Berdasarkan hasil rapat kordinasi dan konsultasi, Ketua DPRD Kota Bogor, Atang Trisnanto menyampaikan bahwa DPRD Kota Bogor memberikan persetujuan kepada Wali Kota Bogor untuk melakukan langkah penanganan sesuai dengan Undang-Undang nomor 7 tahun 2012 tentang Penanganan Konflik Sosial.
“Pada intinya kami memberikan pendapat kepada Wali Kota Bogor untuk melakukan langkah sebagaimana yang telah diatur didalam UU nomor 7 tahun 2012. Tujuan utama dan paling mendasar adalah mencegah terjadinya konflik sosial ataupun konflik fisik. Karena ini yang tidak kita harapkan, ” ujar Atang.
Dengan adanya status konflik sosial ini, Atang berharap bahwa permasalahan yang ada dapat diselesaikan melalui proses musyawarah dan mediasi untuk mencari mufakat.
“Kami menyerahkan penanganan kepada Wali Kota dan pihak yang berwenang untuk melakukan langkah penanganan yang tepat, solutif, dan mengedepankan musyawarah mufakat.

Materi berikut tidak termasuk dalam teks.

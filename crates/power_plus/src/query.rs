//! Read-only projections over a processed dataset.

use chrono::{DateTime, Utc};
use common::{Grade, PlayerRecord};
use serde::Serialize;
use std::collections::BTreeMap;

use crate::calculator::{round_to, ABOVE_AVERAGE_THRESHOLD, ELITE_THRESHOLD};

/// Minimum swings for a player to count as qualified.
pub const QUALIFIED_MIN_SWINGS: u64 = 300;

pub fn qualified(data: &[PlayerRecord]) -> Vec<&PlayerRecord> {
    data.iter()
        .filter(|p| p.swing_count() >= QUALIFIED_MIN_SWINGS)
        .collect()
}

pub fn elite(data: &[PlayerRecord]) -> Vec<&PlayerRecord> {
    data.iter()
        .filter(|p| p.power_plus.is_some_and(|v| v >= ELITE_THRESHOLD))
        .collect()
}

/// First record (in source order) whose name contains `needle`, ignoring case.
pub fn find_player<'a>(data: &'a [PlayerRecord], needle: &str) -> Option<&'a PlayerRecord> {
    let needle = needle.to_lowercase();
    data.iter()
        .find(|p| p.player_name.to_lowercase().contains(&needle))
}

pub fn by_team<'a>(data: &'a [PlayerRecord], code: &str) -> Vec<&'a PlayerRecord> {
    data.iter()
        .filter(|p| p.team.eq_ignore_ascii_case(code.trim()))
        .collect()
}

/// Aggregate statistics over a dataset.
#[derive(Debug, Clone, PartialEq, Serialize)]
pub struct Summary {
    pub total_players: usize,
    /// Means skip absent values and are `null` when nothing is present.
    pub avg_bat_speed: Option<f64>,
    pub avg_swing_length: Option<f64>,
    pub avg_power_plus: Option<f64>,
    pub grade_counts: BTreeMap<Grade, usize>,
    pub elite_count: usize,
    pub above_avg_count: usize,
    pub qualified_count: usize,
    pub last_updated: DateTime<Utc>,
}

/// Summarize `data`, or `None` if there is nothing to summarize.
pub fn summarize(data: &[PlayerRecord], last_updated: DateTime<Utc>) -> Option<Summary> {
    if data.is_empty() {
        return None;
    }

    let mut grade_counts: BTreeMap<Grade, usize> = Grade::ALL.iter().map(|g| (*g, 0)).collect();
    for record in data {
        *grade_counts.entry(record.grade).or_insert(0) += 1;
    }

    let elite_count = data
        .iter()
        .filter(|p| p.power_plus.is_some_and(|v| v >= ELITE_THRESHOLD))
        .count();
    let above_avg_count = data
        .iter()
        .filter(|p| {
            p.power_plus
                .is_some_and(|v| (ABOVE_AVERAGE_THRESHOLD..ELITE_THRESHOLD).contains(&v))
        })
        .count();

    Some(Summary {
        total_players: data.len(),
        avg_bat_speed: mean(data.iter().filter_map(|p| p.bat_speed)).map(|m| round_to(m, 2)),
        avg_swing_length: mean(data.iter().filter_map(|p| p.swing_length))
            .map(|m| round_to(m, 2)),
        avg_power_plus: mean(data.iter().filter_map(|p| p.power_plus)).map(|m| round_to(m, 1)),
        grade_counts,
        elite_count,
        above_avg_count,
        qualified_count: qualified(data).len(),
        last_updated,
    })
}

fn mean(values: impl Iterator<Item = f64>) -> Option<f64> {
    let (sum, n) = values.fold((0.0, 0usize), |(s, n), v| (s + v, n + 1));
    (n > 0).then(|| sum / n as f64)
}
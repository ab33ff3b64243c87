//! Server configuration types.

use serde::{Deserialize, Serialize};
use std::path::PathBuf;

/// Top-level server configuration.
#[derive(Debug, Clone, Serialize, Deserialize)]
pub struct ServerConfig {
    /// Interface to bind the HTTP listener on.
    #[serde(default = "default_host")]
    pub host: String,

    /// Listen port (overridden by `PORT`).
    #[serde(default = "default_port")]
    pub port: u16,

    /// Path of the persisted cache snapshot.
    #[serde(default = "default_cache_file")]
    pub cache_file: PathBuf,

    /// Upstream leaderboard settings.
    #[serde(default)]
    pub source: SourceConfig,
}

/// Upstream bat-tracking leaderboard settings.
#[derive(Debug, Clone, Serialize, Deserialize)]
pub struct SourceConfig {
    /// Leaderboard endpoint (queried with `csv=true`).
    #[serde(default = "default_source_url")]
    pub url: String,

    /// Season requested from the leaderboard.
    #[serde(default = "default_season")]
    pub season: u16,

    /// `minSwings` filter passed upstream.
    #[serde(default = "default_min_swings")]
    pub min_swings: u32,

    /// Upper bound on a single fetch, in seconds.
    #[serde(default = "default_fetch_timeout")]
    pub timeout_secs: u64,
}

fn default_host() -> String {
    "0.0.0.0".into()
}
fn default_port() -> u16 {
    5000
}
fn default_cache_file() -> PathBuf {
    PathBuf::from("data_cache.json")
}
fn default_source_url() -> String {
    "https://baseballsavant.mlb.com/leaderboard/bat-tracking".into()
}
fn default_season() -> u16 {
    2025
}
fn default_min_swings() -> u32 {
    1
}
fn default_fetch_timeout() -> u64 {
    30
}

impl Default for SourceConfig {
    fn default() -> Self {
        Self {
            url: default_source_url(),
            season: default_season(),
            min_swings: default_min_swings(),
            timeout_secs: default_fetch_timeout(),
        }
    }
}

impl Default for ServerConfig {
    fn default() -> Self {
        Self {
            host: default_host(),
            port: default_port(),
            cache_file: default_cache_file(),
            source: SourceConfig::default(),
        }
    }
}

Tentu berdasarkan informasi di lapangan bisa menganalisa situasi serta langkah apa yang perlu dilakukan agar terjadi penyelesaian yang baik, ” ungkap Atang.
“Yang terpenting tidak terjadi konflik sosial dan konflik fisik. Adakan mediasi untuk musyawarah sehingga terjadi islah, pembangunan masjid bisa terlaksana dengan baik dan nantinya bisa dikelola serta dimanfaatkan bersama-sama oleh para pihak dan masyarakat di wilayah, ” tutup Atang.
Dilokasi yang sama, Kapolresta Bogor Kota, Kombes Pol Susatyo Purnomo Condro, mengungkapkan bahwa akan ada pengamanan bersifat netral disekitaran lokasi selama status konflik sosial berlaku selama 90 hari kedepan.
Ia pun menekankan bahwa dengan adanya penetapan status konflik sosial ini, memiliki tujuan untuk melakuka musyawarah dan mufakat.
“Jadi ini bukan untuk menghentikan kegiatan untuk tidak membangun masjid tersebut, tetapi dalam rangka musyawarah dan mufakat sehingga tidak terjadi disinformasi di masyarakat. Justru ini adalah awal 90 hari ke depan kami akan berusaha melakukan upaya rekonsiliasi bagi kedua belah pihak, ” tegasnya.
Terakhir, Wali Kota Bogor, Bima Arya menjelaskan, diambilnya langkah penetapan status konflik sosial berdasarkan Undang-Undang nomor 7 Tahun 2012 ini berdasarkan hasil pemantauan di lapangan yang menunjukkan adanya potensi konflik sosial yang besar.
“Forkopimda atas pesetujuan DPRD, menyepakati, menetapkan status konflik di lokasi tersebut, sehingga forkopimda melakukan langkah-langkah yang terukur di sana untuk menghentikan semua kegiatan, dan mengikhtiarkan terjadinya islah, musyawarah untuk mufakat, ” jelas Bima.
Lebih lanjut, Bima pun menerangkan bahwa penetapan ini diambil untuk dilakuka intervensi secara fisik untuk memperbaiki tanggul yang ada di sekitaran pembangunan masjid, karena dinilai rawan longsor.
“Ini adalah untuk keselamatan warga di sana. Sesegera mungkin kami akan turun di sana untuk menghentikan aktivitas di sana, dan memberi kesempatan pada dinas PUPR untuk melakukan perbaikan-perbaikan. Sambil tentunya kami mengupayakan mediasi dengan semua yang ada. Tentu kami ingin agar persoalan ini selesai, warga bisa menerima pihaknya juga bisa berkomunikasi dengan baik dengan warga, ” pungkasnya.